И его понесло. Но я не стану пересказывать все его разглагольствования. В конце концов, если мне пришлось их вытерпеть, это еще не значит, что вы тоже должны мучиться, правда?
Я сообщила ему (через силу), что передумала и хочу все же пройти его курс полностью и что меня по-прежнему тревожит его диагноз — супружеский застой.
— Вернемся к этому на ближайшем сеансе, — предложил Арт. — Встретимся в пятницу, идет? Только не в конторе. Там дезинфекция. Может, где-нибудь в кафе? Вы знаете кафе «Pain et Beurre»?
— Я бы хотела поговорить об этом сейчас.
— Сейчас? — переспросил он упавшим голосом. — По телефону?
Я с трудом заставила себя надавить на него. Честно говоря, мне тоже в тот момент меньше всего на свете хотелось работать. Почему-то навалилась усталость. Была еще только среда — точнее, всего лишь утро среды, — а я уже глаз не могла отвести от банкетки в фойе за кабинетом Шейлы. Ее было видно из-за моего стола, и она казалась неотразимо удобной.
— Инкубус горибилиа фокус-покус аут психологус, — с выражением произнес Арт. — Мулюс латина вульгарис, сеанс номер два.
— Простите, что?
Я кое-как заставила себя отвлечься от манящей красной кожи банкетки. И вовремя. Голос Арта на другом конце провода вновь стал рождать членораздельные фразы:
— Я сказал, можно поговорить и сейчас, но это будет уже второй сеанс.
— Вы хотите, чтобы я заплатила за телефонный разговор по полной ставке, как за сеанс?
До чего же меня раздражал этот тип! Жаль, что я не додумалась записать нашу беседу на диктофон. Самое то для Шейлы.
— Но на повестке дня один— единственный вопрос, — напомнила я.

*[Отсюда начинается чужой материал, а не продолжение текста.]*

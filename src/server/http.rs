//! HTTP server implementation
//!
//! Uses hyper http1 with TokioIo for async handling. Only GET is served.

use bytes::Bytes;
use http_body_util::Full;
use hyper::body::Incoming;
use hyper::header::{HeaderValue, ALLOW, CONTENT_DISPOSITION, CONTENT_TYPE, USER_AGENT};
use hyper::server::conn::http1;
use hyper::service::service_fn;
use hyper::{Method, Request, Response, StatusCode};
use hyper_util::rt::TokioIo;
use std::convert::Infallible;
use std::net::SocketAddr;
use std::path::PathBuf;
use std::sync::Arc;
use tokio::net::TcpListener;
use tracing::{debug, error, info};

use crate::auth::UploadGate;
use crate::config::Args;
use crate::format::{ClientHint, Formatters, RenderContext};
use crate::repo::cache::{self, ResponseCache};
use crate::repo::{
    Blocklisted, Combo, Disk, GitHubKeys, GitHubKeysOptions, KeyRepository, UploadableKeys,
};
use crate::server::files::{self, INDEX_HTML, ROBOTS_TXT};
use crate::server::upload::{self, Uploads};
use crate::types::{ErrorKind, KeywayError, Result};
use crate::ws::HandlerPool;

/// Shared application state
pub struct AppState {
    /// Resolver chain (blocklist around the ordered sources)
    pub resolver: Arc<dyn KeyRepository>,
    /// Output encodings by extension
    pub formatters: Formatters,
    /// Upload endpoint, if uploads are enabled
    pub uploads: Option<Arc<Uploads>>,
    /// Response cache of the remote source, swept in the background
    pub remote_cache: Option<Arc<ResponseCache>>,
    /// Override for `/`
    pub index: Option<PathBuf>,
    /// Override for `/robots.txt`
    pub robots: Option<PathBuf>,
    /// Directory served under `/_/`
    pub serve: Option<PathBuf>,
}

impl AppState {
    pub fn new(resolver: Arc<dyn KeyRepository>, formatters: Formatters) -> Self {
        Self {
            resolver,
            formatters,
            uploads: None,
            remote_cache: None,
            index: None,
            robots: None,
            serve: None,
        }
    }

    /// Build the resolver chain and endpoints described by `args`.
    ///
    /// Sources are tried in the order ephemeral, disk, remote; the blocklist
    /// wraps all of them.
    pub fn from_args(args: &Args) -> Result<Self> {
        let suffix = match &args.suffix {
            Some(path) => Some(Bytes::from(std::fs::read(path).map_err(|e| {
                KeywayError::Config(format!("reading suffix {}: {}", path.display(), e))
            })?)),
            None => None,
        };

        let mut chain: Vec<Arc<dyn KeyRepository>> = Vec::new();

        let uploads = if args.uploads_enabled() {
            let registry = Arc::new(UploadableKeys::new(args.upload_prefix.clone()));
            chain.push(Arc::clone(&registry) as Arc<dyn KeyRepository>);

            let gate = args
                .upload_auth
                .as_deref()
                .map(UploadGate::from_credentials)
                .transpose()?;
            Some(Arc::new(Uploads::new(
                registry,
                HandlerPool::default(),
                gate,
                suffix.clone(),
            )))
        } else {
            None
        };

        if let Some(akpath) = &args.akpath {
            chain.push(Arc::new(Disk::new(akpath)));
        }

        let github = GitHubKeys::new(GitHubKeysOptions {
            token: args.token.clone(),
            api_url: args.github_api_url.clone(),
            timeout: args.api_timeout(),
            max_cache_size: args.cache_size,
            max_cache_age_secs: args.cache_age_secs,
        })?;
        let remote_cache = Arc::clone(github.cache());
        chain.push(Arc::new(github));

        let resolver = Blocklisted::new(Combo::new(chain)?, args.blocklist());

        Ok(Self {
            resolver: Arc::new(resolver),
            formatters: Formatters::standard(suffix),
            uploads,
            remote_cache: Some(remote_cache),
            index: args.index.clone(),
            robots: args.robots.clone(),
            serve: args.serve.clone(),
        })
    }

    pub fn with_uploads(mut self, uploads: Arc<Uploads>) -> Self {
        self.uploads = Some(uploads);
        self
    }
}

/// Bind `listen` and serve until the process exits
pub async fn run(state: Arc<AppState>, listen: SocketAddr) -> Result<()> {
    let listener = TcpListener::bind(listen).await?;
    info!("Keyway listening on {}", listener.local_addr()?);
    serve(listener, state).await
}

/// Serve connections accepted from `listener`
pub async fn serve(listener: TcpListener, state: Arc<AppState>) -> Result<()> {
    if let Some(cache) = &state.remote_cache {
        if cache.is_enabled() && cache.config().max_age.is_some() {
            cache::spawn_cleanup_task(Arc::clone(cache));
        }
    }

    if let Some(uploads) = &state.uploads {
        info!(
            gated = uploads.is_gated(),
            "Temporary key uploads enabled at /_/upload/"
        );
    }

    loop {
        match listener.accept().await {
            Ok((stream, addr)) => {
                let state = Arc::clone(&state);
                tokio::spawn(async move {
                    let io = TokioIo::new(stream);

                    let service = service_fn(move |req| {
                        let state = Arc::clone(&state);
                        async move { handle_request(state, addr, req).await }
                    });

                    if let Err(err) = http1::Builder::new()
                        .serve_connection(io, service)
                        .with_upgrades()
                        .await
                    {
                        debug!("Error serving connection from {}: {:?}", addr, err);
                    }
                });
            }
            Err(e) => {
                error!("Error accepting connection: {:?}", e);
            }
        }
    }
}

/// Route incoming HTTP requests
async fn handle_request(
    state: Arc<AppState>,
    addr: SocketAddr,
    req: Request<Incoming>,
) -> std::result::Result<Response<Full<Bytes>>, Infallible> {
    let path = req.uri().path().to_string();
    debug!("[{}] {} {}", addr, req.method(), path);

    if req.method() != Method::GET {
        let mut response = text_response(StatusCode::METHOD_NOT_ALLOWED, "Method not allowed");
        response
            .headers_mut()
            .insert(ALLOW, HeaderValue::from_static("GET"));
        return Ok(response);
    }

    let response = match path.as_str() {
        "" | "/" | "/index.html" => {
            fallback_file(state.index.as_deref(), INDEX_HTML, "text/html; charset=utf-8").await
        }
        "/robots.txt" => fallback_file(state.robots.as_deref(), ROBOTS_TXT, "text/plain").await,
        "/favicon.ico" => not_found(),
        "/_/upload" | "/_/upload/" => match &state.uploads {
            Some(uploads) => upload::handle_upload(Arc::clone(uploads), req).await,
            None => not_found(),
        },
        p if p.starts_with("/_/") => match &state.serve {
            Some(root) => static_file(root, &p[3..]).await,
            None => not_found(),
        },
        p => match parse_key_path(p) {
            Some((identity, extension)) => {
                let hint = ClientHint::from_user_agent(
                    req.headers().get(USER_AGENT).and_then(|v| v.to_str().ok()),
                );
                serve_keys(&state, identity, extension, hint).await
            }
            None => not_found(),
        },
    };

    Ok(response)
}

/// Resolve an identity and render it with the formatter for `extension`
async fn serve_keys(
    state: &AppState,
    identity: &str,
    extension: &str,
    hint: ClientHint,
) -> Response<Full<Bytes>> {
    let Some(formatter) = state.formatters.get(extension) else {
        return not_found();
    };

    let record = match state.resolver.get_keys(identity).await {
        Ok(record) => record,
        Err(e) => {
            match e.kind() {
                ErrorKind::Fatal => error!(identity = %identity, error = %e, "Key resolution failed"),
                _ => debug!(identity = %identity, error = %e, "Key resolution refused"),
            }
            return error_response(e);
        }
    };

    let rendered = formatter.render(&RenderContext::new(
        identity,
        record.source,
        &record.keys,
        hint,
    ));
    info!(
        identity = %identity,
        source = %record.source,
        keys = record.keys.len(),
        "Served keys"
    );

    let mut response = Response::new(Full::new(rendered.body.clone()));
    let headers = response.headers_mut();
    headers.insert(CONTENT_TYPE, HeaderValue::from_static(rendered.content_type));
    if let Some(value) = rendered
        .content_disposition()
        .and_then(|d| HeaderValue::from_str(&d).ok())
    {
        headers.insert(CONTENT_DISPOSITION, value);
    }
    response
}

async fn fallback_file(
    path: Option<&std::path::Path>,
    fallback: &'static str,
    content_type: &'static str,
) -> Response<Full<Bytes>> {
    match files::path_or_fallback(path, fallback).await {
        Ok(body) => {
            let mut response = Response::new(Full::new(body));
            response
                .headers_mut()
                .insert(CONTENT_TYPE, HeaderValue::from_static(content_type));
            response
        }
        Err(e) => {
            error!(error = %e, "Failed to read override file");
            error_response(e)
        }
    }
}

async fn static_file(root: &std::path::Path, relative: &str) -> Response<Full<Bytes>> {
    match files::serve_static(root, relative).await {
        Ok(Some(file)) => {
            let mut response = Response::new(Full::new(file.body));
            response
                .headers_mut()
                .insert(CONTENT_TYPE, HeaderValue::from_static(file.content_type));
            response
        }
        Ok(None) => not_found(),
        Err(e) => {
            error!(error = %e, "Failed to serve static file");
            error_response(e)
        }
    }
}

/// Split `/{identity}[.{extension}][/]`.
///
/// The identity is `[A-Za-z0-9-]+`, the extension `[A-Za-z_]+`.
pub fn parse_key_path(path: &str) -> Option<(&str, &str)> {
    let path = path.strip_prefix('/')?;
    let path = path.strip_suffix('/').unwrap_or(path);

    let (identity, extension) = match path.split_once('.') {
        Some((identity, extension)) => {
            if extension.is_empty()
                || !extension.chars().all(|c| c.is_ascii_alphabetic() || c == '_')
            {
                return None;
            }
            (identity, extension)
        }
        None => (path, ""),
    };

    if identity.is_empty()
        || !identity
            .chars()
            .all(|c| c.is_ascii_alphanumeric() || c == '-')
    {
        return None;
    }

    Some((identity, extension))
}

pub(crate) fn text_response(status: StatusCode, body: &str) -> Response<Full<Bytes>> {
    let mut response = Response::new(Full::new(Bytes::from(body.to_string())));
    *response.status_mut() = status;
    response
        .headers_mut()
        .insert(CONTENT_TYPE, HeaderValue::from_static("text/plain; charset=utf-8"));
    response
}

fn not_found() -> Response<Full<Bytes>> {
    text_response(StatusCode::NOT_FOUND, "Not Found")
}

fn error_response(err: KeywayError) -> Response<Full<Bytes>> {
    let (status, body) = err.into_status_code_and_body();
    text_response(status, &body)
}

#[cfg(test)]
mod tests {
    use super::*;

    #[test]
    fn test_parse_key_path() {
        assert_eq!(parse_key_path("/alice"), Some(("alice", "")));
        assert_eq!(parse_key_path("/alice/"), Some(("alice", "")));
        assert_eq!(parse_key_path("/alice.sh"), Some(("alice", "sh")));
        assert_eq!(
            parse_key_path("/bob-2.authorized_keys"),
            Some(("bob-2", "authorized_keys"))
        );
        assert_eq!(parse_key_path("/Bob-2.HTML/"), Some(("Bob-2", "HTML")));

        for invalid in ["", "/", "/.sh", "/alice.", "/a.b.c", "/a/b", "//alice", "/al ice", "/al_ice"] {
            assert_eq!(parse_key_path(invalid), None, "{invalid}");
        }
    }
}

— Зато какой вопрос, солнышко! Супружеский застой — большая проблема. Необъятная! Мы приступаем ко второму сеансу, это уж точно. Что скажете? Согласны?
— Я до сих пор сомневаюсь, что «супружеский застой» — это принятый термин, — буркнула я. — В Интернете ничего такого не нашлось.
— Естественно, солнышко. — В его голосе звучало оскорбленное достоинство. — Оригинальность — одно из его главных достоинств.
Пауза затягивалась.
— Ну ладно, — отмер Арт. — Хватит плясать вокруг да около. На самом деле вы просто не хотите платить за беседу. Так?
— Да, я бы предпочла не платить.
— Вообще?
— За этот звонок? Нет уж, благодарю.
Как ни странно, он очень легко с этим смирился. Сначала всеми правдами и неправдами выбивал деньги, а потом ни с того ни с сего плюнул на них — и все дела. Я услышала, как он присосался к сигарете, прежде чем пуститься в объяснения.
— Уговорили. В конце концов, вы не в офис звоните. Забудьте про психоанализ. Сейчас я просто мужчина. Я даже не настаиваю на своей правоте. Однако вы спрашиваете, что в вашем поведении навело меня на мысль о «супружеском застое». Отвечаю: я это почувствовал. Никакой туфты. Просто почуял, и все.
— То есть как — почуяли? Сердцем, что ли?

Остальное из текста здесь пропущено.